* [WHAT IS BEING ASKED] Transcribe the entries in full, keeping each word as it is.

* [DATA]
//! The memory engine: CRUD, hybrid retrieval, deduplication, rebuilds, and
//! snapshot-backed durability over the vector store + metadata log pair.
//!
//! Write discipline: entity locks (sorted, keyed by source) are taken first,
//! then the global write mutex, then the in-memory state is mutated and
//! persisted, and the BM25 mirror is rebuilt whenever text changed. Reads
//! never take the write mutex; query encoding serializes on the embedder
//! mutex so non-thread-safe backends stay safe and hot-reload can swap the
//! embedder atomically.

use crate::bm25::{Bm25Index, tokenize};
use crate::chunker::{self, chunk_markdown};
use chrono::{DateTime, Utc};
use recall_core::{
    Metadata, MemoryRecord, RecallError, Result, SearchMatch, StoreConfig, round6,
};
use recall_embed::Embedder;
use recall_storage::{
    ALL_ENTITIES, CloudSync, EntityLockManager, SnapshotManager, VectorPoint, VectorStore,
    entity_key,
};
use serde::Serialize;
use serde_json::{Value, json};
use std::collections::{BTreeMap, HashMap, HashSet};
use std::path::{Path, PathBuf};
use std::sync::Arc;
use tokio::sync::{Mutex, RwLock};
use tracing::{debug, error, info, warn};

/// Texts are encoded in chunks of this size to bound peak memory.
const ENCODE_CHUNK: usize = 100;
/// Vector points are upserted in batches of this size.
const UPSERT_BATCH: usize = 256;
/// Adds larger than this take a `pre_add` snapshot first.
const SNAPSHOT_ADD_THRESHOLD: usize = 10;
/// Reciprocal rank fusion constant.
const RRF_K: f64 = 60.0;
/// Search fan-out is capped at this many hits.
const SEARCH_K_CAP: usize = 100;

pub const DEFAULT_NOVELTY_THRESHOLD: f64 = 0.88;
pub const DEFAULT_DEDUP_THRESHOLD: f64 = 0.90;

/// Builds replacement embedders for hot-reload. Must be cheap to clone and
/// safe to invoke from a blocking thread.
pub type EmbedderFactory = Arc<dyn Fn() -> Result<Box<dyn Embedder>> + Send + Sync>;

pub struct EngineOptions {
    pub data_dir: PathBuf,
    pub store: Arc<dyn VectorStore>,
    pub embedder_factory: EmbedderFactory,
    pub cloud: Option<CloudSync>,
    pub max_backups: usize,
}

struct EngineState {
    metadata: Vec<MemoryRecord>,
    id_map: HashMap<i64, usize>,
    next_id: i64,
    bm25: Option<Bm25Index>,
    bm25_pos_to_id: Vec<i64>,
}

impl EngineState {
    fn new() -> Self {
        Self {
            metadata: Vec::new(),
            id_map: HashMap::new(),
            next_id: 0,
            bm25: None,
            bm25_pos_to_id: Vec::new(),
        }
    }

    fn rebuild_id_map(&mut self) {
        self.id_map = self
            .metadata
            .iter()
            .enumerate()
            .map(|(index, record)| (record.id, index))
            .collect();
        self.bm25_pos_to_id = self.metadata.iter().map(|record| record.id).collect();
        // next_id only ever advances: deleting the highest id must not allow
        // its reuse. rebuild_from_files resets the counter explicitly.
        let observed = self.id_map.keys().max().map_or(0, |max| max + 1);
        self.next_id = self.next_id.max(observed);
    }

    fn rebuild_bm25(&mut self) {
        if self.metadata.is_empty() {
            self.bm25 = None;
            self.bm25_pos_to_id = Vec::new();
            return;
        }
        let corpus: Vec<Vec<String>> = self
            .metadata
            .iter()
            .map(|record| tokenize(&record.text))
            .collect();
        self.bm25 = Some(Bm25Index::new(&corpus));
        self.bm25_pos_to_id = self.metadata.iter().map(|record| record.id).collect();
    }

    fn record(&self, id: i64) -> Option<&MemoryRecord> {
        self.id_map.get(&id).map(|&index| &self.metadata[index])
    }

    fn record_mut(&mut self, id: i64) -> Option<&mut MemoryRecord> {
        let index = *self.id_map.get(&id)?;
        Some(&mut self.metadata[index])
    }

    fn exists(&self, id: i64) -> bool {
        self.id_map.contains_key(&id)
    }
}

// ---------------------------------------------------------------------------
// Operation results
// ---------------------------------------------------------------------------

#[derive(Debug, Clone, Serialize)]
pub struct DeleteResult {
    pub deleted_id: i64,
    pub deleted_text: String,
}

#[derive(Debug, Clone, Serialize)]
pub struct DeleteBatchResult {
    pub deleted_count: usize,
    pub deleted_ids: Vec<i64>,
    pub missing_ids: Vec<i64>,
}

#[derive(Debug, Clone, Serialize)]
pub struct UpdateResult {
    pub id: i64,
    pub updated_fields: Vec<String>,
}

#[derive(Debug, Clone, Serialize)]
pub struct UpsertOutcome {
    pub id: i64,
    pub action: String,
}

#[derive(Debug, Clone)]
pub struct UpsertEntry {
    pub text: String,
    pub source: String,
    pub key: String,
    pub metadata: Option<Metadata>,
}

#[derive(Debug, Clone, Serialize)]
pub struct UpsertBatchResult {
    pub created: usize,
    pub updated: usize,
    pub errors: usize,
    pub results: Vec<UpsertOutcome>,
}

#[derive(Debug, Clone, Serialize)]
pub struct SupersedeResult {
    pub old_id: i64,
    pub new_id: Option<i64>,
    pub previous_text: String,
}

#[derive(Debug, Clone, Serialize)]
pub struct DuplicatePair {
    pub id_a: i64,
    pub id_b: i64,
    pub similarity: f64,
    pub text_a: String,
    pub text_b: String,
}

#[derive(Debug, Clone, Serialize)]
pub struct DeduplicateReport {
    pub duplicate_pairs: usize,
    pub dry_run: bool,
    #[serde(skip_serializing_if = "Option::is_none")]
    pub would_remove: Option<usize>,
    #[serde(skip_serializing_if = "Option::is_none")]
    pub removed: Option<usize>,
    #[serde(skip_serializing_if = "Option::is_none")]
    pub remaining: Option<usize>,
    #[serde(skip_serializing_if = "Option::is_none")]
    pub pairs: Option<Vec<DuplicatePair>>,
}

#[derive(Debug, Clone, Serialize)]
pub struct RebuildReport {
    pub files_processed: usize,
    pub memories_added: usize,
    pub backup_location: String,
}

#[derive(Debug, Clone, Serialize)]
pub struct MemoryPage {
    pub memories: Vec<MemoryRecord>,
    pub total: usize,
    pub offset: usize,
    pub limit: usize,
}

#[derive(Debug, Clone, Serialize)]
pub struct FolderInfo {
    pub name: String,
    pub count: usize,
}

#[derive(Debug, Clone, Serialize)]
pub struct EngineStats {
    pub total_memories: usize,
    pub dimension: usize,
    pub model: String,
    pub created_at: DateTime<Utc>,
    pub last_updated: Option<DateTime<Utc>>,
    pub index_size_bytes: u64,
    pub backup_count: usize,
}

#[derive(Debug, Clone, Serialize)]
pub struct StatsLight {
    pub total_memories: usize,
    pub dimension: usize,
    pub model: String,
}

#[derive(Debug, Clone, Serialize)]
pub struct ReadyStatus {
    pub ready: bool,
    pub status: String,
    #[serde(skip_serializing_if = "Option::is_none")]
    pub qdrant_count: Option<usize>,
    #[serde(skip_serializing_if = "Option::is_none")]
    pub metadata_count: Option<usize>,
    #[serde(skip_serializing_if = "Option::is_none")]
    pub error: Option<String>,
}

#[derive(Debug, Clone, Serialize)]
pub struct RestoreResult {
    pub restored_from: String,
    pub total_memories: usize,
}

#[derive(Debug, Clone, Serialize)]
pub struct ReloadReport {
    pub reloaded: bool,
    pub model: String,
    pub dimension: usize,
}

* [FINISHED TASK]
//! The memory engine: CRUD, hybrid retrieval, deduplication, rebuilds, and
//! snapshot-backed durability over the vector store + metadata log pair.
//!
//! Write discipline: entity locks (sorted, keyed by source) are taken first,
//! then the global write mutex, then the in-memory state is mutated and
//! persisted, and the BM25 mirror is rebuilt whenever text changed. Reads
//! never take the write mutex; query encoding serializes on the embedder
//! mutex so non-thread-safe backends stay safe and hot-reload can swap the
//! embedder atomically.

use crate::bm25::{Bm25Index, tokenize};
use crate::chunker::{self, chunk_markdown};
use chrono::{DateTime, Utc};
use recall_core::{
    Metadata, MemoryRecord, RecallError, Result, SearchMatch, StoreConfig, round6,
};
use recall_embed::Embedder;
use recall_storage::{
    ALL_ENTITIES, CloudSync, EntityLockManager, SnapshotManager, VectorPoint, VectorStore,
    entity_key,
};
use serde::Serialize;
use serde_json::{Value, json};
use std::collections::{BTreeMap, HashMap, HashSet};
use std::path::{Path, PathBuf};
use std::sync::Arc;
use tokio::sync::{Mutex, RwLock};
use tracing::{debug, error, info, warn};

/// Texts are encoded in chunks of this size to bound peak memory.
const ENCODE_CHUNK: usize = 100;
/// Vector points are upserted in batches of this size.
const UPSERT_BATCH: usize = 256;
/// Adds larger than this take a `pre_add` snapshot first.
const SNAPSHOT_ADD_THRESHOLD: usize = 10;
/// Reciprocal rank fusion constant.
const RRF_K: f64 = 60.0;
/// Search fan-out is capped at this many hits.
const SEARCH_K_CAP: usize = 100;

pub const DEFAULT_NOVELTY_THRESHOLD: f64 = 0.88;
pub const DEFAULT_DEDUP_THRESHOLD: f64 = 0.90;

/// Builds replacement embedders for hot-reload. Must be cheap to clone and
/// safe to invoke from a blocking thread.
pub type EmbedderFactory = Arc<dyn Fn() -> Result<Box<dyn Embedder>> + Send + Sync>;

pub struct EngineOptions {
    pub data_dir: PathBuf,
    pub store: Arc<dyn VectorStore>,
    pub embedder_factory: EmbedderFactory,
    pub cloud: Option<CloudSync>,
    pub max_backups: usize,
}

struct EngineState {
    metadata: Vec<MemoryRecord>,
    id_map: HashMap<i64, usize>,
    next_id: i64,
    bm25: Option<Bm25Index>,
    bm25_pos_to_id: Vec<i64>,
}

impl EngineState {
    fn new() -> Self {
        Self {
            metadata: Vec::new(),
            id_map: HashMap::new(),
            next_id: 0,
            bm25: None,
            bm25_pos_to_id: Vec::new(),
        }
    }

    fn rebuild_id_map(&mut self) {
        self.id_map = self
            .metadata
            .iter()
            .enumerate()
            .map(|(index, record)| (record.id, index))
            .collect();
        self.bm25_pos_to_id = self.metadata.iter().map(|record| record.id).collect();
        // next_id only ever advances: deleting the highest id must not allow
        // its reuse. rebuild_from_files resets the counter explicitly.
        let observed = self.id_map.keys().max().map_or(0, |max| max + 1);
        self.next_id = self.next_id.max(observed);
    }

    fn rebuild_bm25(&mut self) {
        if self.metadata.is_empty() {
            self.bm25 = None;
            self.bm25_pos_to_id = Vec::new();
            return;
        }
        let corpus: Vec<Vec<String>> = self
            .metadata
            .iter()
            .map(|record| tokenize(&record.text))
            .collect();
        self.bm25 = Some(Bm25Index::new(&corpus));
        self.bm25_pos_to_id = self.metadata.iter().map(|record| record.id).collect();
    }

    fn record(&self, id: i64) -> Option<&MemoryRecord> {
        self.id_map.get(&id).map(|&index| &self.metadata[index])
    }

    fn record_mut(&mut self, id: i64) -> Option<&mut MemoryRecord> {
        let index = *self.id_map.get(&id)?;
        Some(&mut self.metadata[index])
    }

    fn exists(&self, id: i64) -> bool {
        self.id_map.contains_key(&id)
    }
}

// ---------------------------------------------------------------------------
// Operation results
// ---------------------------------------------------------------------------

#[derive(Debug, Clone, Serialize)]
pub struct DeleteResult {
    pub deleted_id: i64,
    pub deleted_text: String,
}

#[derive(Debug, Clone, Serialize)]
pub struct DeleteBatchResult {
    pub deleted_count: usize,
    pub deleted_ids: Vec<i64>,
    pub missing_ids: Vec<i64>,
}

#[derive(Debug, Clone, Serialize)]
pub struct UpdateResult {
    pub id: i64,
    pub updated_fields: Vec<String>,
}

#[derive(Debug, Clone, Serialize)]
pub struct UpsertOutcome {
    pub id: i64,
    pub action: String,
}

#[derive(Debug, Clone)]
pub struct UpsertEntry {
    pub text: String,
    pub source: String,
    pub key: String,
    pub metadata: Option<Metadata>,
}

#[derive(Debug, Clone, Serialize)]
pub struct UpsertBatchResult {
    pub created: usize,
    pub updated: usize,
    pub errors: usize,
    pub results: Vec<UpsertOutcome>,
}

#[derive(Debug, Clone, Serialize)]
pub struct SupersedeResult {
    pub old_id: i64,
    pub new_id: Option<i64>,
    pub previous_text: String,
}

#[derive(Debug, Clone, Serialize)]
pub struct DuplicatePair {
    pub id_a: i64,
    pub id_b: i64,
    pub similarity: f64,
    pub text_a: String,
    pub text_b: String,
}

#[derive(Debug, Clone, Serialize)]
pub struct DeduplicateReport {
    pub duplicate_pairs: usize,
    pub dry_run: bool,
    #[serde(skip_serializing_if = "Option::is_none")]
    pub would_remove: Option<usize>,
    #[serde(skip_serializing_if = "Option::is_none")]
    pub removed: Option<usize>,
    #[serde(skip_serializing_if = "Option::is_none")]
    pub remaining: Option<usize>,
    #[serde(skip_serializing_if = "Option::is_none")]
    pub pairs: Option<Vec<DuplicatePair>>,
}

#[derive(Debug, Clone, Serialize)]
pub struct RebuildReport {
    pub files_processed: usize,
    pub memories_added: usize,
    pub backup_location: String,
}

#[derive(Debug, Clone, Serialize)]
pub struct MemoryPage {
    pub memories: Vec<MemoryRecord>,
    pub total: usize,
    pub offset: usize,
    pub limit: usize,
}

#[derive(Debug, Clone, Serialize)]
pub struct FolderInfo {
    pub name: String,
    pub count: usize,
}

#[derive(Debug, Clone, Serialize)]
pub struct EngineStats {
    pub total_memories: usize,
    pub dimension: usize,
    pub model: String,
    pub created_at: DateTime<Utc>,
    pub last_updated: Option<DateTime<Utc>>,
    pub index_size_bytes: u64,
    pub backup_count: usize,
}

#[derive(Debug, Clone, Serialize)]
pub struct StatsLight {
    pub total_memories: usize,
    pub dimension: usize,
    pub model: String,
}

#[derive(Debug, Clone, Serialize)]
pub struct ReadyStatus {
    pub ready: bool,
    pub status: String,
    #[serde(skip_serializing_if = "Option::is_none")]
    pub qdrant_count: Option<usize>,
    #[serde(skip_serializing_if = "Option::is_none")]
    pub metadata_count: Option<usize>,
    #[serde(skip_serializing_if = "Option::is_none")]
    pub error: Option<String>,
}

#[derive(Debug, Clone, Serialize)]
pub struct RestoreResult {
    pub restored_from: String,
    pub total_memories: usize,
}

#[derive(Debug, Clone, Serialize)]
pub struct ReloadReport {
    pub reloaded: bool,
    pub model: String,
    pub dimension: usize,
}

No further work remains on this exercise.